E a bunda eslovena?

E a bunda eslovena?

Só nós temos bunda. É algo que nos ensina o sabido professor Caetano Galindo em seu saborosíssimo livro “Na Ponta da Língua — O Nosso Português da Cabeça aos Pés”. 

Ele explica que a gostosa palavra brasileira não encontra parentes nas outras línguas latinas, tampouco se repete nos demais países lusófonos, porque é resultado da miscigenação linguística — aqui estou dizendo com as minhas palavras, então se a expressão for inadequada a culpa é minha e não do Galindo. A bunda, portanto, é produto do caldo cultural, social e étnico que deu na nossa nação. 

Pois “só nós recebemos a contribuição vocabular das línguas que chegaram com a multidão de africanos escravizados que o Brasil fez vir”, pontua o livro. No caso da bunda, é uma metamorfose de termo emprestado do quimbundo, uma das línguas mais faladas até hoje em Angola. Tal idioma tem uma palavra parecida para denominar o traseiro: mbunda. Foi daí que veio a nossa bunda. 

Bunda essa cheia de graça e poesia. Drummond, aliás, escreveu que a bunda “está sempre sorrindo, nunca é trágica”, que “a bunda basta-se”, que “são duas luas gêmeas em rotundo meneio”. E anda “na cadência mimosa, no milagre de ser duas em uma, plenamente”. 

“A bunda se diverte por conta própria”, percebe o poeta.

A esta altura a curiosa leitora e o indiscreto leitor, ambos atentos, já devem estar reclamando porque estou abundantemente enrolando sem entregar resposta para a pergunta do título: e a bunda eslovena? 

Pois adianto que as pessoas por aqui adoram exibir suas bundas, especialmente no inverno — todo mundo sabe: é esta a hora do ano em que é preciso tirar a bunda do armário. Há bundas peludas, outras lisinhas. Bundas velhas, surradas, quase deterioradas de tanto uso, e bundas bem novas. Descuidados saem às ruas com a bunda suja, muitos não ligam se a bunda está amassada — mas tem gente que gosta de passar a ferro. 

Com profundo conhecimento de causa posso dizer que as bundas daqui são quentinhas por dentro, mesmo que do lado de fora estejam geladas. 

Relapsos não cuidam direito de suas bundas. Alguns até perdem a bunda por aí. Quem encontra uma ou outra assim, normalmente age com respeito: apalpa de leve, retira daquela condição indigna — e depois deixa a bunda à vista para que o dono ou a dona possa recuperá-la dignamente. 

Coexistem na Eslovênia, sem nenhum problema, discriminação ou afetação, bundas de todas as cores. E elas não se limitam à variedade ampla dos tons da pele humana, veja só. Já vi muita bunda vermelha por aqui. E verde, azul, amarela, rosa-choque… Por essa você não esperava, não é, Galindo?

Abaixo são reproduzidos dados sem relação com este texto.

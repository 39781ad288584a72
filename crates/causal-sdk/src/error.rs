//! Error types for the causal SDK.

use causal_core::{MembershipError, Message, ProcessId, WireError};
use thiserror::Error;

/// Errors raised by a transport endpoint.
#[derive(Error, Debug, Clone, PartialEq, Eq)]
pub enum TransportError {
    #[error("Transport closed")]
    Closed,

    #[error("Transport already has a subscriber")]
    AlreadySubscribed,

    #[error("No endpoint for process {0}")]
    UnknownEndpoint(ProcessId),
}

/// Error type for SDK operations.
#[derive(Error, Debug)]
pub enum SdkError {
    /// The node has shut down.
    #[error("node stopped")]
    NodeStopped,

    /// The message was delivered locally but could not be published.
    #[error("Broadcast failed for message from {}: {source}", .message.sender())]
    Broadcast {
        message: Message,
        #[source]
        source: TransportError,
    },

    #[error(transparent)]
    Membership(#[from] MembershipError),

    #[error(transparent)]
    Transport(#[from] TransportError),

    #[error(transparent)]
    Wire(#[from] WireError),

    #[error("Unknown node: {0}")]
    UnknownNode(ProcessId),

    /// The process already ran in this session and its clock is gone.
    #[error("Node {0} has left the session and cannot rejoin")]
    Departed(ProcessId),
}

impl SdkError {
    /// The locally delivered message carried by a failed broadcast.
    pub fn delivered_message(&self) -> Option<&Message> {
        match self {
            SdkError::Broadcast { message, .. } => Some(message),
            _ => None,
        }
    }
}

/// Result type for SDK operations.
pub type Result<T> = std::result::Result<T, SdkError>;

Vamos ao Fran, o dicionário esloveno. Bunda, substantivo feminino, é definido como “zimsko vrhnje oblačilo, ki pokriva zgornji del telesa”. Em bom português: roupa de inverno que cobre a parte superior do corpo. Uma jaqueta, normalmente de náilon, dessas impermeáveis, aqui muito usada em dias de neve, por exemplo. 

Pensava sobre isso quando lia o livro “Na Ponta da Língua”, principalmente quando o Galindo diz que adora a palavra bunda. “E acho megatriste ver de vez em quando uma pessoa adulta se referindo ao seu bumbum. Primeiro porque não acredito que a palavra precise ser tabuizada, ainda menos por um processo como esse, que simplesmente evita dizer o termo que devia pronunciar, repetindo uma de suas sílabas”, afirma o autor. 

Quando nos mudamos para cá, meu filho Chico tinha acabado de completar 5 anos. Lembro-me perfeitamente da alegria dele quando, na volta de um de seus primeiros dias na creche aqui, auge do inverno e com todo mundo usando suas bundas para lá e para cá, recebeu da gente o alvará: a palavra bunda, que não ficava bem no vocabulário de uma criança pequena brasileira, agora estava liberada para uso indiscriminado — desde que no idioma esloveno. O menino ficou repetindo bunda umas trezentas vezes. 

Agora eu quero ver o Caetano Galindo explicar a etimologia eslava da palavra. 

Edison Veiga

Edison Veiga é escritor e jornalista e vive em Bled, na Eslovênia, desde 2018. Publicou oito livros, entre eles ‘Titereiro’ e ‘O Menino que Sabia Colecionar’.